Noi sappiamo che questo regno di Dio viene, ma non possiamo descriverne la tra­iettoria. Né possiamo sapere come sarà fra cinquant'anni o fra dieci anni; l'essenziale è credere al Regno e sapere che viene, che sta venendo. E questo è molto importante anche per l'oggi, perché ci troviamo a contatto con tante vicende e alcune le sappiamo spiegare, mentre altre ci sembrano poco comprensibili, e soprattutto il quadro d'insieme non risulta molto ordinato, né ben sistemato.
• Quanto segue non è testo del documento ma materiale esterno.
fn import_name<P: Platform>(vm: &mut Vm<P>, thr: Ref, cur: Ref, operand: u16) -> VmResult<()> {
    let name = name_at(vm, cur, operand)?;
    if obj::tag(&vm.heap, name) != Tag::Str {
        return Err(VmError::raise(ReturnCode::ExSys));
    }
    let len = string::length(&vm.heap, name);
    let mut name_bytes = Vec::with_capacity(len as usize);
    for i in 0..len {
        name_bytes.push(string::byte_at(&vm.heap, &vm.plat, name, i));
    }

    let module = image::mod_import(
        &mut vm.heap,
        &vm.plat,
        &vm.singletons,
        &vm.img_dir,
        &name_bytes,
    )?;
    // The importer's stack receives the module object now; the import
    // frame's return value is discarded instead.
    frame::push(&mut vm.heap, cur, module)?;

    let import_frame = frame::new(&mut vm.heap, &vm.plat, &vm.singletons, module)?;
    frame::set_is_import(&mut vm.heap, import_frame);
    frame::set_back(&mut vm.heap, import_frame, cur);
    thread::set_frame(&mut vm.heap, thr, import_frame);
    Ok(())
}

fn call_function<P: Platform>(
    vm: &mut Vm<P>,
    thr: Ref,
    cur: Ref,
    operand: u16,
) -> VmResult<()> {
    let argc = (operand & 0xFF) as usize;
    let kwargc = (operand >> 8) as usize;
    if kwargc != 0 {
        // Keyword arguments are not supported: drain the stack entries
        // before raising
        for _ in 0..(argc + 2 * kwargc + 1) {
            let v = frame::pop(&mut vm.heap, cur)?;
            obj::release(&mut vm.heap, v)?;
        }
        return Err(VmError::raise(ReturnCode::ExSys));
    }

    let mut args = Vec::with_capacity(argc);
    for _ in 0..argc {
        args.push(frame::pop(&mut vm.heap, cur)?);
    }
    args.reverse();
    let callable = frame::pop(&mut vm.heap, cur)?;

    match obj::tag(&vm.heap, callable) {
        Tag::Fxn => {
            let co = func::code_obj(&vm.heap, callable);
            match obj::tag(&vm.heap, co) {
                Tag::Cob => call_code(vm, thr, cur, callable, args),
                Tag::Nob => call_native(vm, cur, callable, co, args),
                _ => {
                    args.push(callable);
                    release_all(vm, &args)?;
                    Err(VmError::raise(ReturnCode::ExType))
                }
            }
        }
        Tag::Nob => call_native(vm, cur, callable, callable, args),
        Tag::Clo => {
            if !args.is_empty() {
                args.push(callable);
                release_all(vm, &args)?;
                return Err(VmError::raise(ReturnCode::ExNumArgs));
            }
            let instance = func::instance_new(&mut vm.heap, callable);
            obj::release(&mut vm.heap, callable)?;
            frame::push(&mut vm.heap, cur, instance?)
        }
        _ => {
            args.push(callable);
            release_all(vm, &args)?;
            Err(VmError::raise(ReturnCode::ExType))
        }
    }
}

/// Call a function over a code object: build the callee frame, populate
/// its first locals from the arguments (padding with defaults), switch
/// the thread to it.
fn call_code<P: Platform>(
    vm: &mut Vm<P>,
    thr: Ref,
    cur: Ref,
    callable: Ref,
    mut args: Vec<Ref>,
) -> VmResult<()> {
    let co = func::code_obj(&vm.heap, callable);
    let declared = code::argcount(&vm.heap, &vm.plat, co) as usize;

    let defaults = func::defaults(&vm.heap, callable);
    if args.len() < declared && !defaults.is_null() {
        let dl = tuple::length(&vm.heap, defaults) as usize;
        let missing = declared - args.len();
        if missing <= dl {
            for i in (dl - missing)..dl {
                let d = tuple::item(&vm.heap, defaults, i as u16);
                obj::inc_ref(&mut vm.heap, d);
                args.push(d);
            }
        }
    }
    if args.len() != declared {
        args.push(callable);
        release_all(vm, &args)?;
        return Err(VmError::raise(ReturnCode::ExNumArgs));
    }

    let callee = match frame::new(&mut vm.heap, &vm.plat, &vm.singletons, callable) {
        Ok(f) => f,
        Err(e) => {
            args.push(callable);
            release_all(vm, &args)?;
            return Err(e);
        }
    };
    for (i, arg) in args.into_iter().enumerate() {
        frame::set_local(&mut vm.heap, callee, i as u16, arg)?;
    }
    obj::release(&mut vm.heap, callable)?;

    frame::set_back(&mut vm.heap, callee, cur);
    thread::set_frame(&mut vm.heap, thr, callee);
    Ok(())
}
Vuol dire che noi non vediamo del tempo che uno spazio limitato. Quindi possiamo dire di quello spazio che il regno di Dio viene, ma non sappiamo bene come si svolgerà: quale sarà il futuro della Cina, dell'India, di queste grandi nazioni? Come si evolverà il rappor­to con gli ebrei? Tutto questo non lo possia­mo dire. Sappiamo che il regno di Dio viene e diamo fiducia alla Parola di Gesù. Quindi è anzitutto un messaggio di grande affidamen­to a Dio.


Anche nella nostra stessa vita, noi sappia­mo che si presentano momenti di salute, di malattia, di fatica, fino alla morte, ma non sappiamo quando. Dio sa queste cose; ci affidiamo a lui sapendo che lui opera il Regno a nostro vantaggio».